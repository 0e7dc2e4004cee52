//! First-class action types for tic-tac-toe.
//!
//! Moves are domain events, not side effects. They represent
//! the player's intent and can be validated independently of execution.

use crate::position::Position;
use crate::types::Mark;
use serde::{Deserialize, Serialize};

/// A move in tic-tac-toe: a mark placed at a position.
#[derive(Debug, Clone, Copy, PartialEq, Eq, Hash, Serialize, Deserialize, derive_new::new)]
pub struct Move {
    /// The mark being placed.
    pub mark: Mark,
    /// Where it is placed.
    pub position: Position,
}

impl std::fmt::Display for Move {
    fn fmt(&self, f: &mut std::fmt::Formatter<'_>) -> std::fmt::Result {
        write!(f, "{} -> {}", self.mark, self.position)
    }
}

/// Error that can occur when validating or applying a move.
///
/// Every variant is recoverable: the caller asks for another move.
#[derive(Debug, Clone, Copy, PartialEq, Eq, derive_more::Display)]
pub enum MoveError {
    /// Input was not a number at all.
    #[display("Not an integer")]
    NotANumber,

    /// The number is not a board position.
    #[display("Position {} is outside 1-9", _0)]
    OutOfRange(u8),

    /// The cell at the position is already occupied.
    #[display("Square {} is already occupied", _0)]
    InvalidMove(Position),
}

impl std::error::Error for MoveError {}
//! One-ply greedy opponent: win, else block, else random.

use super::{Speculation, Strategy};
use crate::rng::RandomSource;
use crate::rules::has_won;
use crate::{Board, Mark, Position};
use tracing::{debug, instrument};

/// Takes an immediate win if one exists, otherwise blocks the opponent's
/// immediate win, otherwise plays a random empty position.
///
/// After blocking it does not look for a second threat, so a fork still
/// beats it.
#[derive(Debug, Clone)]
pub struct Intermediate<R> {
    rng: R,
}

impl<R: RandomSource> Intermediate<R> {
    /// Creates a greedy opponent with `rng` for the fallback pick.
    pub fn new(rng: R) -> Self {
        Self { rng }
    }
}

/// First empty position (ascending) where `mark` would complete a line.
pub(crate) fn winning_move(board: &mut Board, mark: Mark) -> Option<Position> {
    board.empty_positions().into_iter().find(|&pos| {
        let mut trial = Speculation::new(board, pos, mark);
        has_won(trial.board(), mark)
    })
}

impl<R: RandomSource + std::fmt::Debug> Strategy for Intermediate<R> {
    fn name(&self) -> &str {
        "Intermediate"
    }

    #[instrument(skip_all, fields(board = %board.compact(), cpu = %cpu))]
    fn choose(&mut self, board: &mut Board, cpu: Mark) -> Option<Position> {
        if let Some(pos) = winning_move(board, cpu) {
            debug!(%pos, "Taking the win");
            return Some(pos);
        }
        if let Some(pos) = winning_move(board, cpu.opponent()) {
            debug!(%pos, "Blocking");
            return Some(pos);
        }
        let choice = self.rng.choose(&board.empty_positions());
        debug!(?choice, "No threats, random pick");
        choice
    }
}

#[cfg(test)]
mod tests {
    use super::*;
    use crate::rng::{GameRng, ScriptedRng};

    fn choose(board: &str) -> Option<u8> {
        let mut board: Board = board.parse().unwrap();
        let before = board.clone();
        let mut strategy = Intermediate::new(GameRng::new(9));
        let choice = strategy.choose(&mut board, Mark::O).map(Position::get);
        assert_eq!(board, before, "speculation must be undone");
        choice
    }

    #[test]
    fn test_prefers_win_over_block() {
        // X threatens 3, but O completes 4-5-6 first.
        assert_eq!(choose("XX.OO...."), Some(6));
    }

    #[test]
    fn test_blocks_threat() {
        assert_eq!(choose("XX..O...."), Some(3));
        assert_eq!(choose("X...O.X.."), Some(4));
    }

    #[test]
    fn test_lowest_win_first() {
        // O can win at 3 (column 3-6-9) or 7 (row 7-8-9).
        assert_eq!(choose("XX.X.O.OO"), Some(3));
    }

    #[test]
    fn test_random_fallback() {
        let mut board: Board = "....X....".parse().unwrap();
        let mut strategy = Intermediate::new(ScriptedRng::new(vec![7]));
        // Empty: 1,2,3,4,6,7,8,9; index 7 is 9.
        assert_eq!(strategy.choose(&mut board, Mark::O).map(Position::get), Some(9));
    }

    #[test]
    fn test_play_commits_win() {
        let mut board: Board = "XX.OO....".parse().unwrap();
        let mut strategy = Intermediate::new(GameRng::new(1));
        let pos = strategy.play(&mut board, Mark::O).unwrap();
        assert_eq!(pos.get(), 6);
        assert!(has_won(&board, Mark::O));
    }
}
//! Core domain types for tic-tac-toe.

use crate::action::MoveError;
use crate::position::Position;
use serde::{Deserialize, Serialize};
use std::str::FromStr;

/// Mark placed by a player.
#[derive(
    Debug,
    Clone,
    Copy,
    PartialEq,
    Eq,
    Hash,
    Serialize,
    Deserialize,
    derive_more::Display,
    strum::EnumIter,
)]
pub enum Mark {
    /// Player X (goes first).
    X,
    /// Player O (goes second).
    O,
}

impl Mark {
    /// The mark that always moves first.
    pub const FIRST: Mark = Mark::X;

    /// The mark that always moves second.
    pub const SECOND: Mark = Mark::O;

    /// Returns the opponent mark.
    pub fn opponent(self) -> Self {
        match self {
            Mark::X => Mark::O,
            Mark::O => Mark::X,
        }
    }
}

/// A cell on the tic-tac-toe board.
///
/// An empty cell keeps its own position so a snapshot can show the label
/// a human types to play there.
#[derive(Debug, Clone, Copy, PartialEq, Eq, Hash, Serialize, Deserialize)]
pub enum Cell {
    /// Not yet played.
    Empty(Position),
    /// Occupied by a mark.
    Marked(Mark),
}

impl Cell {
    /// True if no mark occupies the cell.
    pub fn is_empty(self) -> bool {
        matches!(self, Cell::Empty(_))
    }

    /// The occupying mark, if any.
    pub fn mark(self) -> Option<Mark> {
        match self {
            Cell::Marked(mark) => Some(mark),
            Cell::Empty(_) => None,
        }
    }
}

impl std::fmt::Display for Cell {
    fn fmt(&self, f: &mut std::fmt::Formatter<'_>) -> std::fmt::Result {
        match self {
            Cell::Empty(pos) => write!(f, "{pos}"),
            Cell::Marked(mark) => write!(f, "{mark}"),
        }
    }
}

/// 3x3 tic-tac-toe board.
#[derive(Debug, Clone, PartialEq, Eq, Hash, Serialize, Deserialize)]
pub struct Board {
    /// Cells in row-major order (slot 0 holds position 1).
    cells: [Cell; 9],
}

impl Board {
    /// Creates a new empty board.
    pub fn new() -> Self {
        Self {
            cells: Position::ALL.map(Cell::Empty),
        }
    }

    /// Builds a board from per-position marks.
    pub fn from_marks(marks: [Option<Mark>; 9]) -> Self {
        let mut board = Self::new();
        for (pos, mark) in Position::ALL.into_iter().zip(marks) {
            if let Some(mark) = mark {
                board.place(pos, mark);
            }
        }
        board
    }

    /// Gets the cell at the given position.
    pub fn get(&self, pos: Position) -> Cell {
        self.cells[pos.index()]
    }

    /// Returns the mark at the given position, if any.
    pub fn mark_at(&self, pos: Position) -> Option<Mark> {
        self.get(pos).mark()
    }

    /// Returns all cells.
    pub fn cells(&self) -> &[Cell; 9] {
        &self.cells
    }

    /// Checks if a position is empty.
    pub fn is_empty(&self, pos: Position) -> bool {
        self.get(pos).is_empty()
    }

    /// Checks a raw 1-9 label.
    ///
    /// # Errors
    ///
    /// Returns `MoveError::OutOfRange` if `n` is not on the board.
    pub fn is_empty_at(&self, n: u8) -> Result<bool, MoveError> {
        Ok(self.is_empty(Position::new(n)?))
    }

    /// True if no position is empty.
    pub fn is_full(&self) -> bool {
        self.cells.iter().all(|cell| !cell.is_empty())
    }

    /// All unmarked positions, ascending.
    pub fn empty_positions(&self) -> Vec<Position> {
        Position::ALL
            .into_iter()
            .filter(|&pos| self.is_empty(pos))
            .collect()
    }

    /// Number of cells holding `mark`.
    pub fn count(&self, mark: Mark) -> usize {
        self.cells
            .iter()
            .filter(|cell| cell.mark() == Some(mark))
            .count()
    }

    /// Writes `mark` at `pos` without checking occupancy.
    ///
    /// Search routines use this with [`Board::clear`] for speculative play.
    /// Everything else goes through [`Board::apply`].
    pub fn place(&mut self, pos: Position, mark: Mark) {
        self.cells[pos.index()] = Cell::Marked(mark);
    }

    /// Restores `pos` to empty.
    pub fn clear(&mut self, pos: Position) {
        self.cells[pos.index()] = Cell::Empty(pos);
    }

    /// Places `mark` at `pos` if the cell is free.
    ///
    /// # Errors
    ///
    /// Returns `MoveError::InvalidMove` if the position is already occupied;
    /// the board is left untouched.
    pub fn apply(&mut self, pos: Position, mark: Mark) -> Result<(), MoveError> {
        crate::contracts::apply_move(self, pos, mark)
    }

    /// Nine-character form: `X`, `O`, or `.` per position.
    pub fn compact(&self) -> String {
        self.cells
            .iter()
            .map(|cell| match cell {
                Cell::Empty(_) => '.',
                Cell::Marked(Mark::X) => 'X',
                Cell::Marked(Mark::O) => 'O',
            })
            .collect()
    }
}

impl Default for Board {
    fn default() -> Self {
        Self::new()
    }
}

impl FromStr for Board {
    type Err = BoardParseError;

    /// Parses nine cells; `X`/`O` (any case) are marks, and `.`, `_`, space
    /// or a digit mark an empty cell.
    fn from_str(s: &str) -> Result<Self, Self::Err> {
        let chars: Vec<char> = s.chars().collect();
        if chars.len() != 9 {
            return Err(BoardParseError::Length(chars.len()));
        }
        let mut marks = [None; 9];
        for (slot, c) in marks.iter_mut().zip(chars) {
            *slot = match c {
                'X' | 'x' => Some(Mark::X),
                'O' | 'o' => Some(Mark::O),
                '.' | '_' | ' ' | '1'..='9' => None,
                other => return Err(BoardParseError::Cell(other)),
            };
        }
        Ok(Self::from_marks(marks))
    }
}

/// Board rendering used by the console:
///
/// ```text
///   1 | 2 | 3
///   +---+---+
///   4 | 5 | 6
/// ```
impl std::fmt::Display for Board {
    fn fmt(&self, f: &mut std::fmt::Formatter<'_>) -> std::fmt::Result {
        for (row, cells) in self.cells.chunks(3).enumerate() {
            if row > 0 {
                writeln!(f, "  +---+---+")?;
            }
            writeln!(f, "  {} | {} | {}", cells[0], cells[1], cells[2])?;
        }
        Ok(())
    }
}

/// Error parsing a board from text.
#[derive(Debug, Clone, PartialEq, Eq, derive_more::Display)]
pub enum BoardParseError {
    /// Wrong number of cells.
    #[display("Expected 9 cells, got {}", _0)]
    Length(usize),
    /// Unrecognized cell character.
    #[display("Unrecognized cell {:?}", _0)]
    Cell(char),
}

impl std::error::Error for BoardParseError {}

#[cfg(test)]
mod tests {
    use super::*;

    fn pos(n: u8) -> Position {
        Position::new(n).unwrap()
    }

    #[test]
    fn test_new_board_is_empty() {
        let board = Board::new();
        assert_eq!(board.empty_positions(), Position::ALL.to_vec());
        assert!(!board.is_full());
        assert_eq!(board.get(pos(4)), Cell::Empty(pos(4)));
    }

    #[test]
    fn test_place_and_clear_restore_label() {
        let mut board = Board::new();
        board.place(pos(3), Mark::O);
        assert_eq!(board.mark_at(pos(3)), Some(Mark::O));
        board.clear(pos(3));
        assert_eq!(board, Board::new());
    }

    #[test]
    fn test_empty_positions_ascending() {
        let board: Board = "X...O...X".parse().unwrap();
        let labels: Vec<u8> = board.empty_positions().into_iter().map(Position::get).collect();
        assert_eq!(labels, vec![2, 3, 4, 6, 7, 8]);
    }

    #[test]
    fn test_is_empty_at_guards_range() {
        let board = Board::new();
        assert_eq!(board.is_empty_at(1), Ok(true));
        assert_eq!(board.is_empty_at(0), Err(MoveError::OutOfRange(0)));
        assert_eq!(board.is_empty_at(10), Err(MoveError::OutOfRange(10)));
    }

    #[test]
    fn test_display_shows_labels_for_empty_cells() {
        let board: Board = "X...O....".parse().unwrap();
        let expected = "  X | 2 | 3\n  +---+---+\n  4 | O | 6\n  +---+---+\n  7 | 8 | 9\n";
        assert_eq!(board.to_string(), expected);
    }

    #[test]
    fn test_parse_errors() {
        assert_eq!("XO".parse::<Board>(), Err(BoardParseError::Length(2)));
        assert_eq!("XO.....?.".parse::<Board>(), Err(BoardParseError::Cell('?')));
    }

    #[test]
    fn test_full_board() {
        let board: Board = "XOXOXOOXO".parse().unwrap();
        assert!(board.is_full());
        assert!(board.empty_positions().is_empty());
        assert_eq!(board.count(Mark::X), 4);
        assert_eq!(board.count(Mark::O), 5);
    }

    #[test]
    fn test_serde_round_trip() {
        let board: Board = "X...O...X".parse().unwrap();
        let json = serde_json::to_string(&board).unwrap();
        let back: Board = serde_json::from_str(&json).unwrap();
        assert_eq!(board, back);
    }
}
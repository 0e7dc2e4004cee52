//! tictactoe - console tic-tac-toe.

use anyhow::{Context, Result};
use clap::Parser;
use tictactoe_cli::{Cli, ConsoleShell, env_filter, load_settings, play};
use tracing::{debug, info};

fn main() -> Result<()> {
    // Load .env file
    dotenvy::dotenv().ok();

    let cli = Cli::parse();
    let settings = load_settings(&cli, env_filter("warn"), std::io::stderr)
        .context("Failed to load settings")?;

    tracing_subscriber::fmt()
        .with_writer(std::io::stderr)
        .with_env_filter(env_filter(settings.log_filter()))
        .init();
    debug!(?settings, "Resolved settings");

    let stdin = std::io::stdin();
    let stdout = std::io::stdout();
    let mut shell = ConsoleShell::new(stdin.lock(), stdout.lock(), *settings.clear_screen());

    let outcome = play(&settings, &mut shell).context("Game ended before a result")?;
    info!(%outcome, "Exiting");

    if !cli.no_pause {
        shell.pause().context("Failed to wait for Enter")?;
    }
    Ok(())
}
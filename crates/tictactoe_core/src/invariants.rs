//! First-class invariants for a game session.
//!
//! Invariants are logical properties that must hold after every applied
//! move. They are checked in debug builds and tested independently.

use crate::rules::has_won;
use crate::{Board, Game, Mark};

/// A logical property that must hold for a given state.
pub trait Invariant<S> {
    /// Checks if the invariant holds for the given state.
    fn holds(state: &S) -> bool;

    /// Human-readable description of the invariant.
    fn description() -> &'static str;
}

/// Violation of an invariant.
#[derive(Debug, Clone, PartialEq, Eq)]
pub struct InvariantViolation {
    /// Description of the violated invariant.
    pub description: String,
}

impl InvariantViolation {
    /// Creates a new invariant violation.
    pub fn new(description: impl Into<String>) -> Self {
        Self {
            description: description.into(),
        }
    }
}

/// A set of invariants that can be checked together.
pub trait InvariantSet<S> {
    /// Checks all invariants in the set, collecting every violation.
    fn check_all(state: &S) -> Result<(), Vec<InvariantViolation>>;
}

impl<S, I1, I2, I3> InvariantSet<S> for (I1, I2, I3)
where
    I1: Invariant<S>,
    I2: Invariant<S>,
    I3: Invariant<S>,
{
    fn check_all(state: &S) -> Result<(), Vec<InvariantViolation>> {
        let violations: Vec<_> = [
            (I1::holds(state), I1::description()),
            (I2::holds(state), I2::description()),
            (I3::holds(state), I3::description()),
        ]
        .into_iter()
        .filter(|(holds, _)| !holds)
        .map(|(_, description)| InvariantViolation::new(description))
        .collect();

        if violations.is_empty() {
            Ok(())
        } else {
            Err(violations)
        }
    }
}

/// Cells never change once marked: replaying the history through the
/// checked applier rebuilds the current board.
pub struct MonotonicBoardInvariant;

impl Invariant<Game> for MonotonicBoardInvariant {
    fn holds(game: &Game) -> bool {
        let mut rebuilt = Board::new();
        game.history()
            .iter()
            .all(|mov| rebuilt.apply(mov.position, mov.mark).is_ok())
            && rebuilt == *game.board()
    }

    fn description() -> &'static str {
        "Board cells are monotonic (never overwritten)"
    }
}

/// X moves first and the marks alternate.
pub struct AlternatingTurnInvariant;

impl Invariant<Game> for AlternatingTurnInvariant {
    fn holds(game: &Game) -> bool {
        game.history()
            .iter()
            .enumerate()
            .all(|(i, mov)| mov.mark == if i % 2 == 0 { Mark::X } else { Mark::O })
    }

    fn description() -> &'static str {
        "Players alternate, X first"
    }
}

/// At most one mark owns a line.
pub struct SingleWinnerInvariant;

impl Invariant<Game> for SingleWinnerInvariant {
    fn holds(game: &Game) -> bool {
        !(has_won(game.board(), Mark::X) && has_won(game.board(), Mark::O))
    }

    fn description() -> &'static str {
        "Never two winners"
    }
}

/// Every invariant a session maintains.
pub type SessionInvariants = (
    MonotonicBoardInvariant,
    AlternatingTurnInvariant,
    SingleWinnerInvariant,
);
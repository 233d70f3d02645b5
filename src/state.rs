use crate::config::Config;
use crate::vault::SecretStore;
use std::sync::Arc;

/// Shared application state
///
/// Built once at startup and never mutated; every request sees the same store.
#[derive(Clone)]
pub struct AppState {
    pub store: Arc<dyn SecretStore>,
    pub config: Arc<Config>,
}
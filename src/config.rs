use std::env;
use std::str::FromStr;
use std::time::Duration;
use anyhow::{bail, Context, Result};

/// What to do when a request hits a [`FatalError`](crate::error::FatalError)
#[derive(Debug, Clone, Copy, PartialEq, Eq)]
pub enum FatalPolicy {
    /// Log and terminate the whole process
    Exit,
    /// Log and answer that request with a 500
    Respond,
}

impl FromStr for FatalPolicy {
    type Err = anyhow::Error;

    fn from_str(s: &str) -> Result<Self> {
        match s.to_ascii_lowercase().as_str() {
            "exit" => Ok(FatalPolicy::Exit),
            "respond" => Ok(FatalPolicy::Respond),
            other => bail!("FATAL_POLICY must be one of: exit, respond, got '{}'", other),
        }
    }
}

#[derive(Debug, Clone)]
pub struct Config {
    pub vault_addr: String,
    pub vault_token: String,
    pub vault_timeout: Duration,
    pub service_port: u16,
    pub service_host: String,
    pub request_timeout: Duration,
    pub fatal_policy: FatalPolicy,
    pub log_level: String,
}

impl Config {
    pub fn from_env() -> Result<Self> {
        let vault_addr = env::var("VAULT_ADDR")
            .context("VAULT_ADDR environment variable is required")?;

        let vault_token = env::var("VAULT_TOKEN").unwrap_or_default();

        let vault_timeout = seconds_var("VAULT_TIMEOUT_SECS", 60)?;

        let service_port = env::var("SERVICE_PORT")
            .unwrap_or_else(|_| "8090".to_string())
            .parse::<u16>()
            .context("SERVICE_PORT must be a valid port number (0-65535)")?;

        let service_host = env::var("SERVICE_HOST")
            .unwrap_or_else(|_| "0.0.0.0".to_string());

        let request_timeout = seconds_var("REQUEST_TIMEOUT_SECS", 15)?;

        let fatal_policy = env::var("FATAL_POLICY")
            .unwrap_or_else(|_| "exit".to_string())
            .parse::<FatalPolicy>()?;

        let log_level = env::var("LOG_LEVEL")
            .unwrap_or_else(|_| "debug".to_string());

        Ok(Config {
            vault_addr,
            vault_token,
            vault_timeout,
            service_port,
            service_host,
            request_timeout,
            fatal_policy,
            log_level,
        })
    }

    pub fn log_startup(&self) {
        tracing::info!("Configuration loaded:");
        tracing::info!("  Vault address: {}", self.vault_addr);
        tracing::info!("  Vault token: {}",
            if self.vault_token.is_empty() { "unset" } else { "set" });
        tracing::info!("  Vault timeout: {:?}", self.vault_timeout);
        tracing::info!("  Request timeout: {:?}", self.request_timeout);
        tracing::info!("  Fatal policy: {:?}", self.fatal_policy);
        tracing::info!("  Service listening on: {}:{}", self.service_host, self.service_port);

        if self.vault_token.is_empty() {
            tracing::warn!("VAULT_TOKEN is not set, requests will be sent unauthenticated");
        }
    }
}

fn seconds_var(name: &str, default: u64) -> Result<Duration> {
    let secs = match env::var(name) {
        Ok(raw) => raw
            .parse::<u64>()
            .with_context(|| format!("{} must be a whole number of seconds", name))?,
        Err(_) => default,
    };
    Ok(Duration::from_secs(secs))
}
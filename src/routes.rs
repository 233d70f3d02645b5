use axum::{http::StatusCode, routing::get, Router};
use tower::ServiceBuilder;
use tower_http::timeout::TimeoutLayer;
use tower_http::trace::TraceLayer;

use crate::handlers::{endpoint_handler, root_handler};
use crate::state::AppState;

// Route path constants - single source of truth for all API paths
pub const ROOT: &str = "/";
pub const ENDPOINT: &str = "/{*endpoint}";

/// Assemble the router with request tracing and the server-side timeout
pub fn router(state: AppState) -> Router {
    let timeout = state.config.request_timeout;

    Router::new()
        .route(ROOT, get(root_handler))
        .route(ENDPOINT, get(endpoint_handler))
        .layer(
            ServiceBuilder::new()
                .layer(TraceLayer::new_for_http())
                .layer(TimeoutLayer::with_status_code(StatusCode::REQUEST_TIMEOUT, timeout)),
        )
        .with_state(state)
}
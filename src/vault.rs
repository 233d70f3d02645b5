use async_trait::async_trait;
use reqwest::{StatusCode, Url};
use serde::Deserialize;
use serde_json::{Map, Value as JsonValue};

use crate::config::Config;
use crate::error::BackendError;

/// The `data` object of a secret store response
pub type SecretData = Map<String, JsonValue>;

/// Node status reported by `sys/health`
#[derive(Debug, Clone, PartialEq, Deserialize)]
pub struct HealthStatus {
    #[serde(default)]
    pub initialized: bool,
    #[serde(default)]
    pub sealed: bool,
    #[serde(default)]
    pub standby: bool,
    #[serde(default)]
    pub version: String,
}

/// List and read capability of the secret store
///
/// A single instance is shared by every in-flight request, so
/// implementations must be safe to call concurrently.
#[async_trait]
pub trait SecretStore: Send + Sync {
    /// List the immediate children under `path`.
    ///
    /// `Ok(None)` means the store returned no data for the prefix.
    async fn list(&self, path: &str) -> Result<Option<SecretData>, BackendError>;

    /// Read the value stored at exactly `path`.
    async fn read(&self, path: &str) -> Result<Option<SecretData>, BackendError>;

    /// Probe the store without touching any secret.
    async fn health_check(&self) -> Result<HealthStatus, BackendError>;
}

#[derive(Deserialize)]
struct SecretResponse {
    #[serde(default)]
    data: Option<SecretData>,
}

#[derive(Deserialize)]
struct ErrorBody {
    #[serde(default)]
    errors: Vec<String>,
}

/// Shareable Vault HTTP API client
#[derive(Clone)]
pub struct VaultClient {
    http: reqwest::Client,
    base_url: Url,
    token: String,
}

impl VaultClient {
    /// Create a new client from configuration
    ///
    /// Only validates the address; no request is made until the first call.
    pub fn from_config(config: &Config) -> Result<Self, BackendError> {
        let base_url = Url::parse(&config.vault_addr)
            .map_err(|_| BackendError::InvalidAddress(config.vault_addr.clone()))?;

        if !matches!(base_url.scheme(), "http" | "https") {
            return Err(BackendError::InvalidAddress(config.vault_addr.clone()));
        }

        let http = reqwest::Client::builder()
            .timeout(config.vault_timeout)
            .user_agent(concat!("vault-raw-browser/", env!("CARGO_PKG_VERSION")))
            .build()?;

        tracing::info!("Vault client configured for {}", base_url);

        Ok(Self {
            http,
            base_url,
            token: config.vault_token.clone(),
        })
    }

    /// Build `<addr>/v1/<path>`, encoding each segment and keeping a trailing slash
    fn url_for(&self, path: &str) -> Result<Url, BackendError> {
        let mut url = self.base_url.clone();
        url.path_segments_mut()
            .map_err(|_| BackendError::InvalidAddress(self.base_url.to_string()))?
            .pop_if_empty()
            .push("v1")
            .extend(path.split('/'));
        Ok(url)
    }

    async fn get(&self, path: &str, list: bool) -> Result<reqwest::Response, BackendError> {
        let url = self.url_for(path)?;
        let mut req = self.http.get(url);
        if list {
            req = req.query(&[("list", "true")]);
        }
        if !self.token.is_empty() {
            req = req.header("X-Vault-Token", &self.token);
        }

        req.send().await.map_err(|e| {
            if e.is_timeout() {
                BackendError::Timeout
            } else {
                BackendError::Network(e)
            }
        })
    }

    async fn secret(&self, path: &str, list: bool) -> Result<Option<SecretData>, BackendError> {
        let resp = self.get(path, list).await?;
        let status = resp.status();

        if status == StatusCode::NOT_FOUND {
            tracing::debug!("Nothing stored at {}", path);
            return Ok(None);
        }

        let text = resp.text().await?;

        if !status.is_success() {
            return Err(api_error(status, &text));
        }
        if text.trim().is_empty() {
            return Ok(None);
        }

        let parsed: SecretResponse = serde_json::from_str(&text)?;
        Ok(parsed.data)
    }
}

fn api_error(status: StatusCode, body: &str) -> BackendError {
    let message = serde_json::from_str::<ErrorBody>(body)
        .ok()
        .map(|b| b.errors)
        .filter(|errors| !errors.is_empty())
        .map(|errors| errors.join("; "))
        .unwrap_or_else(|| format!("HTTP {}", status.as_u16()));

    BackendError::Api {
        status: status.as_u16(),
        message,
    }
}

#[async_trait]
impl SecretStore for VaultClient {
    async fn list(&self, path: &str) -> Result<Option<SecretData>, BackendError> {
        self.secret(path, true).await
    }

    async fn read(&self, path: &str) -> Result<Option<SecretData>, BackendError> {
        self.secret(path, false).await
    }

    /// Sealed and standby nodes answer with non-2xx codes, so any decodable
    /// body counts as a successful probe.
    async fn health_check(&self) -> Result<HealthStatus, BackendError> {
        let resp = self.get("sys/health", false).await?;
        let status = resp.status();
        let text = resp.text().await?;

        serde_json::from_str(&text).map_err(|_| api_error(status, &text))
    }
}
====================
### Directions for this task
What are the lines, exactly as written above, from the line with "a board position." to the line with "pub(crate) fn winning_move(board: &mut", both included? Output only those.

### Response area
    /// The number is not a board position.
    #[display("Position {} is outside 1-9", _0)]
    OutOfRange(u8),

    /// The cell at the position is already occupied.
    #[display("Square {} is already occupied", _0)]
    InvalidMove(Position),
}

impl std::error::Error for MoveError {}
//! One-ply greedy opponent: win, else block, else random.

use super::{Speculation, Strategy};
use crate::rng::RandomSource;
use crate::rules::has_won;
use crate::{Board, Mark, Position};
use tracing::{debug, instrument};

/// Takes an immediate win if one exists, otherwise blocks the opponent's
/// immediate win, otherwise plays a random empty position.
///
/// After blocking it does not look for a second threat, so a fork still
/// beats it.
#[derive(Debug, Clone)]
pub struct Intermediate<R> {
    rng: R,
}

impl<R: RandomSource> Intermediate<R> {
    /// Creates a greedy opponent with `rng` for the fallback pick.
    pub fn new(rng: R) -> Self {
        Self { rng }
    }
}

/// First empty position (ascending) where `mark` would complete a line.
pub(crate) fn winning_move(board: &mut Board, mark: Mark) -> Option<Position> {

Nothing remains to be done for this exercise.